Work task: Select all lines holding the word "lowercase" from the entries that follow.

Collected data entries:
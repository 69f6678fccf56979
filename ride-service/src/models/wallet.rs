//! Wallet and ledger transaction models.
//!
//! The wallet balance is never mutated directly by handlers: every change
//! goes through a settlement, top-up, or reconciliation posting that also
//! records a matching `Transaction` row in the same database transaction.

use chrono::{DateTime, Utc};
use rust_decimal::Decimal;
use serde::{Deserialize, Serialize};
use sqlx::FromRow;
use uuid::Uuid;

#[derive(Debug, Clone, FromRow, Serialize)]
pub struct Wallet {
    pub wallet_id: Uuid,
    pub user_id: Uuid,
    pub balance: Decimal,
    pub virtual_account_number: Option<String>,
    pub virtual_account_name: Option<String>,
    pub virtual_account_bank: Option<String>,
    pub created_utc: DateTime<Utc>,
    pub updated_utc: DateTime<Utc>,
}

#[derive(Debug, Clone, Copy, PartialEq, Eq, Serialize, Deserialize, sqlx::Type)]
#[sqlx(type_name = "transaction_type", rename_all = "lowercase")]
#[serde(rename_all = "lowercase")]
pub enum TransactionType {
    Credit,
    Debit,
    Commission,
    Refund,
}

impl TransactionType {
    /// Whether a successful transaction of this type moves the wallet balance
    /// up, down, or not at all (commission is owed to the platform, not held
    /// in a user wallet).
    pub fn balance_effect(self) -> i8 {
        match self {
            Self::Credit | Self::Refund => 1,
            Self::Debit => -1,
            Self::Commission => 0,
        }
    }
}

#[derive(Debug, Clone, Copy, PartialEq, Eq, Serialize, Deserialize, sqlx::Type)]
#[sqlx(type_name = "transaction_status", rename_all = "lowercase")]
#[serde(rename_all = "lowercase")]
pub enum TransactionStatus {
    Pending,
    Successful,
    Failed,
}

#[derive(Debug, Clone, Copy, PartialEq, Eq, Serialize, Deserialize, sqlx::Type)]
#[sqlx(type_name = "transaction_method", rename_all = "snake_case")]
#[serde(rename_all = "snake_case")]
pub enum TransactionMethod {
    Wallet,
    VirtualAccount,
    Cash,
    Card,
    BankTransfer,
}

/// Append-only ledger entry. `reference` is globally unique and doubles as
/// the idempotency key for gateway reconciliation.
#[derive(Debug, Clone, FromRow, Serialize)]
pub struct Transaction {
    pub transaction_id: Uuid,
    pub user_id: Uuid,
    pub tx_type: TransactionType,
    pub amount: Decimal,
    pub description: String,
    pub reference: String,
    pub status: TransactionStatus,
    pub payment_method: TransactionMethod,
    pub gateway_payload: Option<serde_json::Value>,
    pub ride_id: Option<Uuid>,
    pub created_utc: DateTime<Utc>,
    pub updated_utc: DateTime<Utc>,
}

Response to the task:
#[sqlx(type_name = "transaction_type", rename_all = "lowercase")]
#[serde(rename_all = "lowercase")]
#[sqlx(type_name = "transaction_status", rename_all = "lowercase")]
#[serde(rename_all = "lowercase")]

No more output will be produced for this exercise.